Below is a brief example of raster visualization in R. It is a more thorough explanation of an example of rasterVIS that I used in a recent lecture I gave in the Department of Geography and Environment at San Francisco State University. The goal is to gain a brief understanding on vegetation productivity dynamics in the Yuba River Watershed (where the SFSU Sierra Nevada Field Campus is located) and quickly display the data using Oscar Perpiñán’s excellent R package rasterVis.

I used eMODIS (EROS Moderate Resolution Imaging Spectroradiometer) data to characterize the NDVI derived productivity of the Yuba River Basin during the month of August. eMODIS is a standardized product which uses MODIS surface reflectance from a 7-day composite period (Brown et al. 2015). I used all eMODIS images from August during the period 2000 through 2016 to calculate the 17-year August mean. I then calculated August productivity anomalies for a dry year (2014) and an average year (2006) to identify the spatial and temporal variability in productivity within the watershed (based on regional data; Malone et al. 2016).

To execute the example below, please download the data here. I have not included the base data or code to calculate the global mean and annual anomalies.

Load the required packages in R (note: the Rcolorbrewer package is loaded with the rasterVis package).

library(rgdal)   #Geospatial Data Abstraction Library
library(raster)  #Geographic data analysis & modeling Lib
library(rasterVis) #Raster Visualization library

#Load the required data: .shp (proj is the same as the raster data)
huc.shp <- readOGR(".", "yuba_watershed_HUC08_LEA")

#load raster data
Global.mean.August<-raster("august_yuba_mean_2000_2016.tif")
August.2006.Z<-raster("August_2006_Z.tif")
August.2014.Z<-raster("August_2014_Z.tif")

#Plot the mean productivity for August (2000-2016)
# set a color ramp of yellow to green
cols <- colorRampPalette(brewer.pal(9,"YlGn"))

# create a level plot - for Mean August NDVI
p<-levelplot(Global.mean.August,main="Average August Productivity (NDVI; 2000-2016) - Yuba River Watershed",
             col.regions=cols)

# overlay the spatialpolygonsdataframe
map.overlay<-p+layer(sp.lines(huc.shp, lwd=2.5, col='black'))

#plot the data
plot(map.overlay)

#export graphic
jpeg("Global_mean_August.jpg",width=8,height=8,units="in",res=1200)
plot(map.overlay)
dev.off() # turn off png device
Note: the NDVI values are scaled by a value of 10000. The gray graphics along the top and left axes represent the mean of the row (right) and column (top) values.

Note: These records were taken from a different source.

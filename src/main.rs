use std::{net::SocketAddr, sync::Arc};

use hotel_rating_service::{
    build_router, AppConfig, AppState, GeoapifyClient, HotelCollectionService,
};

#[tokio::main]
async fn main() -> anyhow::Result<()> {
    // Load .env file
    let _ = dotenvy::dotenv();

    tracing_subscriber::fmt()
        .with_env_filter(
            tracing_subscriber::EnvFilter::try_from_default_env()
                .unwrap_or_else(|_| "hotel_rating_service=info,tower_http=info".into()),
        )
        .init();

    let config = AppConfig::from_env();

    if config.provider.api_key.is_none() {
        tracing::warn!("GEOAPIFY_API_KEY is not set; /hotels/from-api will answer 500");
    }

    let hotels = Arc::new(HotelCollectionService::new(config.store.clone()));
    let places = Arc::new(GeoapifyClient::new(config.provider.clone())?);

    tracing::info!(
        hotels = hotels.len(),
        id_strategy = ?config.store.id_strategy,
        "Hotel collection ready"
    );

    let app = build_router(AppState {
        hotels,
        places,
        places_query: config.places_query.clone(),
    });

    let addr = SocketAddr::from(([0, 0, 0, 0], config.port));
    let listener = tokio::net::TcpListener::bind(addr).await?;
    tracing::info!("Backend running on {addr}");

    axum::serve(listener, app).await?;

    Ok(())
}
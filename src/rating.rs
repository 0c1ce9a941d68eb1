// Rating synthesis for hotels imported from the places provider

use parking_lot::Mutex;
use rand::{rngs::StdRng, Rng, SeedableRng};

pub const MIN_SYNTHETIC_RATING: f64 = 4.0;
pub const MAX_SYNTHETIC_RATING: f64 = 5.0;

// Source of ratings for imported hotels. Values are rounded by the caller.
pub trait RatingSampler: Send + Sync {
    fn sample(&self) -> f64;
}

impl<F> RatingSampler for F
where
    F: Fn() -> f64 + Send + Sync,
{
    fn sample(&self) -> f64 {
        self()
    }
}

// Uniform draw from [4.0, 5.0)
#[derive(Debug, Default, Clone, Copy)]
pub struct UniformRatingSampler;

impl RatingSampler for UniformRatingSampler {
    fn sample(&self) -> f64 {
        MIN_SYNTHETIC_RATING + rand::random::<f64>() * (MAX_SYNTHETIC_RATING - MIN_SYNTHETIC_RATING)
    }
}

// Reproducible sequence of ratings, for tests and benchmarks
pub struct SeededRatingSampler {
    rng: Mutex<StdRng>,
}

impl SeededRatingSampler {
    pub fn new(seed: u64) -> Self {
        Self {
            rng: Mutex::new(StdRng::seed_from_u64(seed)),
        }
    }
}

impl RatingSampler for SeededRatingSampler {
    fn sample(&self) -> f64 {
        self.rng
            .lock()
            .gen_range(MIN_SYNTHETIC_RATING..=MAX_SYNTHETIC_RATING)
    }
}

// Round to one decimal place
pub fn round_rating(rating: f64) -> f64 {
    (rating * 10.0).round() / 10.0
}
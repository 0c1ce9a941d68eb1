// Hotel collection: the in-memory store behind the /hotels endpoints

use std::{collections::HashSet, str::FromStr, sync::Arc};

use parking_lot::RwLock;
use serde::{Deserialize, Serialize};
use serde_json::{Map, Value};
use thiserror::Error;

use crate::places_client::{Place, PlacesProvider, PlacesQuery, ProviderError};
use crate::rating::{round_rating, RatingSampler, UniformRatingSampler};

// Defaults for records imported from the places provider
pub const UNKNOWN_HOTEL_NAME: &str = "Unknown Hotel";
pub const DEFAULT_LOCATION: &str = "Pune";
pub const DEFAULT_CATEGORY: &str = "4 Star";
pub const DEFAULT_PEAK_PERIOD: &str = "Dec - Jan";

#[derive(Error, Debug)]
pub enum HotelError {
    #[error("Required fields are missing: {0}")]
    ValidationError(String),

    #[error("Hotel not found: {0}")]
    NotFoundError(String),

    #[error("No hotels in the collection")]
    EmptyCollection,

    #[error("External service error: {0}")]
    ExternalServiceError(#[from] ProviderError),
}

// Only `id` is guaranteed: an update stores exactly what the body carried
#[derive(Debug, Clone, PartialEq, Serialize, Deserialize)]
pub struct HotelRecord {
    pub id: u64,
    #[serde(default, skip_serializing_if = "Option::is_none")]
    pub name: Option<String>,
    #[serde(default, skip_serializing_if = "Option::is_none")]
    pub location: Option<String>,
    #[serde(default, skip_serializing_if = "Option::is_none")]
    pub rating: Option<f64>,
    #[serde(default, skip_serializing_if = "Option::is_none")]
    pub category: Option<String>,
    #[serde(
        rename = "peakPeriod",
        default,
        skip_serializing_if = "Option::is_none"
    )]
    pub peak_period: Option<String>,
    // Caller-supplied attributes we don't model, kept verbatim
    #[serde(flatten)]
    pub extra: Map<String, Value>,
}

// Request body for create and update
#[derive(Debug, Clone, Default, Deserialize)]
#[serde(default)]
pub struct HotelFields {
    pub name: Option<String>,
    pub location: Option<String>,
    pub rating: Option<f64>,
    pub category: Option<String>,
    #[serde(rename = "peakPeriod")]
    pub peak_period: Option<String>,
    #[serde(flatten)]
    pub extra: Map<String, Value>,
}

impl HotelFields {
    pub fn new(name: impl Into<String>, location: impl Into<String>, rating: f64) -> Self {
        Self {
            name: Some(name.into()),
            location: Some(location.into()),
            rating: Some(rating),
            ..Default::default()
        }
    }

    pub fn with_category(mut self, category: impl Into<String>) -> Self {
        self.category = Some(category.into());
        self
    }

    pub fn with_peak_period(mut self, peak_period: impl Into<String>) -> Self {
        self.peak_period = Some(peak_period.into());
        self
    }

    // Validate required fields without consuming
    fn check_required(&self) -> Result<(), HotelError> {
        let mut missing = Vec::new();

        if self.name.as_deref().map_or(true, str::is_empty) {
            missing.push("name");
        }
        if self.location.as_deref().map_or(true, str::is_empty) {
            missing.push("location");
        }
        if self.rating.map_or(true, |r| r == 0.0 || r.is_nan()) {
            missing.push("rating");
        }

        if missing.is_empty() {
            Ok(())
        } else {
            Err(HotelError::ValidationError(missing.join(", ")))
        }
    }

    fn into_record(mut self, id: u64) -> HotelRecord {
        // The id always comes from the store, never from the body
        self.extra.remove("id");

        HotelRecord {
            id,
            name: self.name,
            location: self.location,
            rating: self.rating,
            category: self.category,
            peak_period: self.peak_period,
            extra: self.extra,
        }
    }
}

// How new ids are chosen
#[derive(Debug, Clone, Copy, PartialEq, Eq, Default)]
pub enum IdStrategy {
    // Monotonic counter; ids are never reused
    #[default]
    Sequential,
    // `len + 1`; reuses ids after deletions
    CollectionLength,
}

impl FromStr for IdStrategy {
    type Err = String;

    fn from_str(s: &str) -> Result<Self, Self::Err> {
        match s.trim().to_ascii_lowercase().as_str() {
            "sequential" => Ok(IdStrategy::Sequential),
            "length" | "collection-length" => Ok(IdStrategy::CollectionLength),
            other => Err(format!("unknown id strategy: {other}")),
        }
    }
}

#[derive(Debug, Clone)]
pub struct StoreConfig {
    pub id_strategy: IdStrategy,
    pub seed_hotels: bool,
}

impl Default for StoreConfig {
    fn default() -> Self {
        Self {
            id_strategy: IdStrategy::Sequential,
            seed_hotels: true,
        }
    }
}

pub fn seed_hotels() -> Vec<HotelRecord> {
    vec![
        HotelFields::new("Hotel Sunrise", "Pune", 4.2)
            .with_category("4 Star")
            .with_peak_period("Dec - Jan")
            .into_record(1),
        HotelFields::new("Sea View Resort", "Goa", 4.8)
            .with_category("5 Star")
            .with_peak_period("Nov - Feb")
            .into_record(2),
    ]
}

#[derive(Debug, Default)]
struct HotelCollection {
    records: Vec<HotelRecord>,
    // Highest id handed out so far
    last_id: u64,
}

impl HotelCollection {
    fn next_id(&mut self, strategy: IdStrategy) -> u64 {
        let id = match strategy {
            IdStrategy::Sequential => self.last_id + 1,
            IdStrategy::CollectionLength => self.records.len() as u64 + 1,
        };
        self.last_id = self.last_id.max(id);
        id
    }

    fn push(&mut self, record: HotelRecord) {
        self.last_id = self.last_id.max(record.id);
        self.records.push(record);
    }
}

pub struct HotelCollectionService {
    config: StoreConfig,
    collection: RwLock<HotelCollection>,
    sampler: Arc<dyn RatingSampler>,
}

impl Default for HotelCollectionService {
    fn default() -> Self {
        Self::new(StoreConfig::default())
    }
}

impl HotelCollectionService {
    pub fn new(config: StoreConfig) -> Self {
        let mut collection = HotelCollection::default();
        if config.seed_hotels {
            for record in seed_hotels() {
                collection.push(record);
            }
        }

        Self {
            config,
            collection: RwLock::new(collection),
            sampler: Arc::new(UniformRatingSampler),
        }
    }

    pub fn with_sampler(mut self, sampler: impl RatingSampler + 'static) -> Self {
        self.sampler = Arc::new(sampler);
        self
    }

    pub fn len(&self) -> usize {
        self.collection.read().records.len()
    }

    pub fn is_empty(&self) -> bool {
        self.len() == 0
    }

    pub fn list(&self) -> Vec<HotelRecord> {
        self.collection.read().records.clone()
    }

    pub fn create(&self, fields: HotelFields) -> Result<HotelRecord, HotelError> {
        fields.check_required()?;

        let mut collection = self.collection.write();
        let id = collection.next_id(self.config.id_strategy);
        let record = fields.into_record(id);
        collection.push(record.clone());

        tracing::info!(id, name = ?record.name, "Hotel created");
        Ok(record)
    }

    // Full replacement: attributes missing from `fields` are dropped
    pub fn update(&self, id: u64, fields: HotelFields) -> Result<HotelRecord, HotelError> {
        let mut collection = self.collection.write();
        let index = collection
            .records
            .iter()
            .position(|h| h.id == id)
            .ok_or_else(|| HotelError::NotFoundError(id.to_string()))?;

        let record = fields.into_record(id);
        collection.records[index] = record.clone();

        tracing::info!(id, "Hotel replaced");
        Ok(record)
    }

    // Returns how many records were removed; zero is not an error
    pub fn delete(&self, id: u64) -> usize {
        let mut collection = self.collection.write();
        let before = collection.records.len();
        collection.records.retain(|h| h.id != id);
        let removed = before - collection.records.len();

        tracing::info!(id, removed, "Hotel delete");
        removed
    }

    // First record wins on ties; a missing rating never beats a present one
    pub fn highest_rated(&self) -> Result<HotelRecord, HotelError> {
        self.collection
            .read()
            .records
            .iter()
            .reduce(|max, h| match (h.rating, max.rating) {
                (Some(rating), best) if best.map_or(true, |best| rating > best) => h,
                _ => max,
            })
            .cloned()
            .ok_or(HotelError::EmptyCollection)
    }

    // Fetch candidates from the provider and append the ones with new names.
    // A payload of the wrong shape yields an empty result and no mutation.
    pub async fn merge_from_provider(
        &self,
        provider: &dyn PlacesProvider,
        query: &PlacesQuery,
    ) -> Result<Vec<HotelRecord>, HotelError> {
        let places = match provider.fetch_places(query).await {
            Ok(places) => places,
            Err(ProviderError::MalformedPayload(reason)) => {
                tracing::warn!(%reason, "Places provider returned an unexpected payload");
                return Ok(Vec::new());
            }
            Err(err) => {
                tracing::error!(error = %err, "Places provider request failed");
                return Err(err.into());
            }
        };

        Ok(self.merge_places(places))
    }

    // Transform, dedupe by name against the current collection, append.
    // Returns the full collection after the merge.
    pub fn merge_places(&self, places: Vec<Place>) -> Vec<HotelRecord> {
        let mut collection = self.collection.write();

        let base_len = collection.records.len() as u64;
        let existing_names: HashSet<String> =
            collection.records.iter().filter_map(|h| h.name.clone()).collect();

        let fetched = places.len();
        let mut appended = 0;

        for (offset, place) in places.into_iter().enumerate() {
            let name = place
                .name
                .unwrap_or_else(|| UNKNOWN_HOTEL_NAME.to_string());
            // Rating is drawn for every candidate, duplicates included
            let rating = round_rating(self.sampler.sample());

            if existing_names.contains(&name) {
                continue;
            }

            let id = match self.config.id_strategy {
                IdStrategy::Sequential => collection.next_id(IdStrategy::Sequential),
                IdStrategy::CollectionLength => base_len + offset as u64 + 1,
            };

            collection.push(HotelRecord {
                id,
                name: Some(name),
                location: Some(place.city.unwrap_or_else(|| DEFAULT_LOCATION.to_string())),
                rating: Some(rating),
                category: Some(DEFAULT_CATEGORY.to_string()),
                peak_period: Some(DEFAULT_PEAK_PERIOD.to_string()),
                extra: Map::new(),
            });
            appended += 1;
        }

        tracing::info!(fetched, appended, total = collection.records.len(), "Merged places");
        collection.records.clone()
    }
}
use crate::image::downscale;
use image::GrayImage;
use log::*;

/// One level of the image pyramid.
#[derive(Debug, Clone)]
pub struct Layer {
    /// Index of the layer, 0 being the input image.
    pub level: usize,
    /// Multiply layer coordinates by this to get input image coordinates.
    pub scale: u32,
    pub image: GrayImage,
}

/// Build an image pyramid by repeated downscaling.
///
/// At most `num_layers` layers are produced. Construction stops as soon as the
/// next layer would be narrower or shorter than `min_size`, since no descriptor
/// patch could fit in it.
pub fn build(image: &GrayImage, num_layers: usize, factor: u32, min_size: u32) -> Vec<Layer> {
    let mut layers = vec![Layer {
        level: 0,
        scale: 1,
        image: image.clone(),
    }];
    while layers.len() < num_layers {
        let previous = &layers[layers.len() - 1];
        let (width, height) = previous.image.dimensions();
        if width / factor < min_size || height / factor < min_size {
            debug!(
                "Stopping pyramid at {} layers, next layer would be {}x{}.",
                layers.len(),
                width / factor,
                height / factor
            );
            break;
        }
        let next = Layer {
            level: previous.level + 1,
            scale: previous.scale * factor,
            image: downscale(&previous.image, factor),
        };
        trace!(
            "Built pyramid layer {} of size {}x{}.",
            next.level,
            next.image.width(),
            next.image.height()
        );
        layers.push(next);
    }
    layers
}
impl OrbConfig {
    /// Check every option is in range.
    pub fn validate(&self) -> Result<()> {
        let fail = |reason: String| Err(Error::invalid_config(reason));
        if self.num_layers == 0 {
            return fail("num_layers must be at least 1".into());
        }
        if self.downscale_factor < 2 {
            return fail(format!(
                "downscale_factor must be at least 2, got {}",
                self.downscale_factor
            ));
        }
        if !(1..=16).contains(&self.fast_arc_length) {
            return fail(format!(
                "fast_arc_length must be between 1 and 16, got {}",
                self.fast_arc_length
            ));
        }
        if !(1..=MAX_DESCRIPTOR_BITS).contains(&self.descriptor_bits) {
            return fail(format!(
                "descriptor_bits must be between 1 and {}, got {}",
                MAX_DESCRIPTOR_BITS, self.descriptor_bits
            ));
        }
        if !(2..=MAX_PATCH_SIZE).contains(&self.patch_size) {
            return fail(format!(
                "patch_size must be between 2 and {}, got {}",
                MAX_PATCH_SIZE, self.patch_size
            ));
        }
        // Both neighborhoods are bounded by the patch so the border stays small.
        if !(1..=self.patch_size).contains(&self.orientation_radius) {
            return fail(format!(
                "orientation_radius must be between 1 and patch_size ({}), got {}",
                self.patch_size, self.orientation_radius
            ));
        }
        if self.nms_window > self.patch_size as usize {
            return fail(format!(
                "nms_window must be at most patch_size ({}), got {}",
                self.patch_size, self.nms_window
            ));
        }
        if !self.smoothing_sigma.is_finite() || self.smoothing_sigma < 0.0 {
            return fail(format!(
                "smoothing_sigma must be a non-negative number, got {}",
                self.smoothing_sigma
            ));
        }
        Ok(())
    }
}

/// The keypoint extractor.
///
/// Holds a validated [`OrbConfig`] and the comparison pattern derived from it.
/// Extraction is a pure function of the image and the configuration, so one
/// extractor can be shared between threads.
#[derive(Debug, Clone)]
pub struct Orb {
    config: OrbConfig,
    pattern: Pattern,
    disc: Vec<(i32, i32)>,
}

impl Default for Orb {
    fn default() -> Self {
        Self::with_valid_config(OrbConfig::default())
    }
}
use crate::keypoint::KeyPoint;
use crate::matching::Match;
use serde::{Deserialize, Serialize};

#[derive(Debug, Clone, Copy, PartialEq, Eq, Serialize, Deserialize)]
pub struct Point {
    pub x: u32,
    pub y: u32,
}

/// An axis-aligned rectangle in pixel coordinates, both corners inclusive.
#[derive(Debug, Clone, Copy, PartialEq, Eq, Serialize, Deserialize)]
pub struct Rectangle {
    pub min: Point,
    pub max: Point,
}

impl Rectangle {
    pub fn width(&self) -> u32 {
        self.max.x - self.min.x
    }

    pub fn height(&self) -> u32 {
        self.max.y - self.min.y
    }

    pub fn contains(&self, point: Point) -> bool {
        (self.min.x..=self.max.x).contains(&point.x) && (self.min.y..=self.max.y).contains(&point.y)
    }
}

/// The smallest rectangle containing the query keypoint of every match.
///
/// Returns `None` when there are no matches, since no rectangle can be formed
/// from zero points.
pub fn bounding_box(matches: &[Match], query_keypoints: &[KeyPoint]) -> Option<Rectangle> {
    let mut points = matches.iter().map(|m| {
        let kp = &query_keypoints[m.query];
        Point { x: kp.x, y: kp.y }
    });
    let first = points.next()?;
    Some(points.fold(
        Rectangle {
            min: first,
            max: first,
        },
        |rect, p| Rectangle {
            min: Point {
                x: rect.min.x.min(p.x),
                y: rect.min.y.min(p.y),
            },
            max: Point {
                x: rect.max.x.max(p.x),
                y: rect.max.y.max(p.y),
            },
        },
    ))
}

#[cfg(test)]
mod tests {
    use super::*;

    fn keypoint(x: u32, y: u32) -> KeyPoint {
        KeyPoint {
            x,
            y,
            angle: 0.0,
            layer: 0,
            response: 1,
        }
    }

    fn matched(query: usize) -> Match {
        Match {
            reference: 0,
            query,
            distance: 0,
        }
    }

    #[test]
    fn covers_all_matched_points() {
        let keypoints = [keypoint(10, 10), keypoint(50, 5), keypoint(30, 40)];
        let matches = [matched(0), matched(1), matched(2)];
        let rect = bounding_box(&matches, &keypoints).unwrap();
        assert_eq!(rect.min, Point { x: 10, y: 5 });
        assert_eq!(rect.max, Point { x: 50, y: 40 });
        assert_eq!((rect.width(), rect.height()), (40, 35));
    }

    #[test]
    fn ignores_unmatched_keypoints() {
        let keypoints = [keypoint(0, 0), keypoint(20, 30), keypoint(99, 99)];
        let rect = bounding_box(&[matched(1)], &keypoints).unwrap();
        assert_eq!(rect.min, rect.max);
        assert!(rect.contains(Point { x: 20, y: 30 }));
        assert!(!rect.contains(Point { x: 0, y: 0 }));
    }

    #[test]
    fn no_matches_no_rectangle() {
        assert_eq!(bounding_box(&[], &[keypoint(1, 2)]), None);
    }
}
use image::GrayImage;

/// Offsets `(dx, dy)` of every pixel inside a disc of the given radius.
pub fn disc(radius: u32) -> Vec<(i32, i32)> {
    let r = radius as i32;
    (-r..=r)
        .flat_map(|dy| (-r..=r).map(move |dx| (dx, dy)))
        .filter(|&(dx, dy)| dx * dx + dy * dy <= r * r)
        .collect()
}

/// Dominant orientation of a patch by the intensity centroid method.
///
/// The angle in radians points from the patch center to the center of mass of
/// the intensities in `disc`. The disc must lie inside the image. A perfectly
/// flat patch yields 0.
pub fn intensity_centroid(image: &GrayImage, x: u32, y: u32, disc: &[(i32, i32)]) -> f32 {
    let width = image.width() as i32;
    let data = image.as_raw();
    let (x, y) = (x as i32, y as i32);
    let (mut m10, mut m01) = (0i64, 0i64);
    for &(dx, dy) in disc {
        let v = i64::from(data[((y + dy) * width + x + dx) as usize]);
        m10 += i64::from(dx) * v;
        m01 += i64::from(dy) * v;
    }
    (m01 as f32).atan2(m10 as f32)
}
use feature_match_detector::{Detection, DetectorConfig, FeatureMatchDetector};
use image::Rgb;
use imageproc::drawing::draw_hollow_rect_mut;
use imageproc::rect::Rect;
use log::*;
use serde::Serialize;
use std::path::{Path, PathBuf};
use structopt::StructOpt;

#[derive(Debug, StructOpt)]
#[structopt(
    name = "feature-match",
    about = "Look for a reference image in query images",
    rename_all = "kebab-case"
)]
struct Opt {
    /// A JSON detector configuration.
    ///
    /// Takes precedence over --reference and --max-distance.
    #[structopt(short, long, parse(from_os_str))]
    config: Option<PathBuf>,
    /// The reference image to look for.
    #[structopt(short, long, parse(from_os_str), required_unless = "config")]
    reference: Option<PathBuf>,
    /// The threshold in bits for matching (50 if not given).
    #[structopt(short, long)]
    max_distance: Option<u32>,
    /// Write a copy of every query image with its detection drawn into this folder.
    #[structopt(short, long, parse(from_os_str))]
    annotate: Option<PathBuf>,
    /// The query images.
    #[structopt(parse(from_os_str))]
    queries: Vec<PathBuf>,
}

#[derive(Serialize)]
struct Report<'a> {
    image: &'a Path,
    detections: &'a [Detection],
}

fn load_config(opt: &Opt) -> feature_match_detector::Result<DetectorConfig> {
    match (&opt.config, &opt.reference) {
        (Some(path), _) => DetectorConfig::from_path(path),
        (None, Some(reference)) => {
            let mut config = DetectorConfig::new(reference);
            config.max_match_distance = opt.max_distance;
            config.validate()?;
            Ok(config)
        }
        (None, None) => Err(feature_match_detector::Error::InvalidConfig {
            reason: "either --config or --reference is required".into(),
        }),
    }
}

fn annotate(
    query: &Path,
    detections: &[Detection],
    dir: &Path,
) -> Result<(), image::ImageError> {
    let mut image = image::open(query)?.to_rgb8();
    for detection in detections {
        let rect = detection.bounding_box;
        draw_hollow_rect_mut(
            &mut image,
            Rect::at(rect.min.x as i32, rect.min.y as i32)
                .of_size(rect.width() + 1, rect.height() + 1),
            Rgb([255, 0, 0]),
        );
    }
    let name = query.file_name().unwrap_or_else(|| "query.png".as_ref());
    image.save(dir.join(name))
}

fn main() {
    pretty_env_logger::init_timed();
    let opt = Opt::from_args();
    let detector = match load_config(&opt).and_then(|config| FeatureMatchDetector::new(&config)) {
        Ok(detector) => detector,
        Err(e) => {
            error!("{}", e);
            std::process::exit(1);
        }
    };
    if let Some(dir) = &opt.annotate {
        if let Err(e) = std::fs::create_dir_all(dir) {
            error!("unable to create {}: {}", dir.display(), e);
            std::process::exit(1);
        }
    }
    let mut failures = 0;
    for query in &opt.queries {
        let detections = match detector.detect_path(query) {
            Ok(detections) => detections,
            Err(e) => {
                error!("{}: {}", query.display(), e);
                failures += 1;
                continue;
            }
        };
        match serde_json::to_string(&Report {
            image: query,
            detections: &detections,
        }) {
            Ok(line) => println!("{}", line),
            Err(e) => error!("unable to serialize result for {}: {}", query.display(), e),
        }
        if let Some(dir) = &opt.annotate {
            if let Err(e) = annotate(query, &detections, dir) {
                error!("unable to annotate {}: {}", query.display(), e);
            }
        }
    }
    info!(
        "Processed {} images, {} failed",
        opt.queries.len(),
        failures
    );
    if failures > 0 {
        std::process::exit(2);
    }
}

Plot the 2014 and 2006 August productivity anomalies:#plot Aug 2014 anomaly (dry year)

# set a color ramp of red to blue
cols <- colorRampPalette(brewer.pal(9,"RdBu"))
p<-levelplot(August.2014.Z,main="August 2014 NDVI Anomaly - Yuba River Watershed",
             col.regions=cols)
map.overlay<-p+layer(sp.lines(huc.shp, lwd=2.5, col='black'))

#plot Aug 2006 anomaly (average year)
cols <- colorRampPalette(brewer.pal(9,"RdBu"))
p<-levelplot(August.2006.Z,main="August 2006 NDVI Anomaly - Yuba River Watershed",
             col.regions=cols)
map.overlay<-p+layer(sp.lines(huc.shp, lwd=2.5, col='black'))
Compare drought-year anomalies (top) with average-year anomalies (bottom). The anomalies are analogous to Z-scores and were calculated as the deviation from mean, normalized by the standard deviation. These maps clearly indicate that the majority of the area experienced very strong negative anomalies (dark red) in 2014 and a mix of positive (blue) and subtle negative anomalies (light red) in 2006.

Literature Cited

Brown, J. F., D. Howard, B. Wylie, A. Frieze, L. Ji, and C. Gacke. 2015. Application-ready expedited MODIS data for operational land surface monitoring of vegetation condition. Remote Sensing 7:16226–16240.

Malone, S. L., M. G. Tulbure, A. J. Pérez-luque, T. J. Assal, L. L. Bremer, D. P. Drucker, V. Hillis, S. Varela, and M. L. Goulden. 2016. Drought resistance across California ecosystems: evaluating changes in carbon dynamics using satellite imagery. Ecosphere 7:1–19.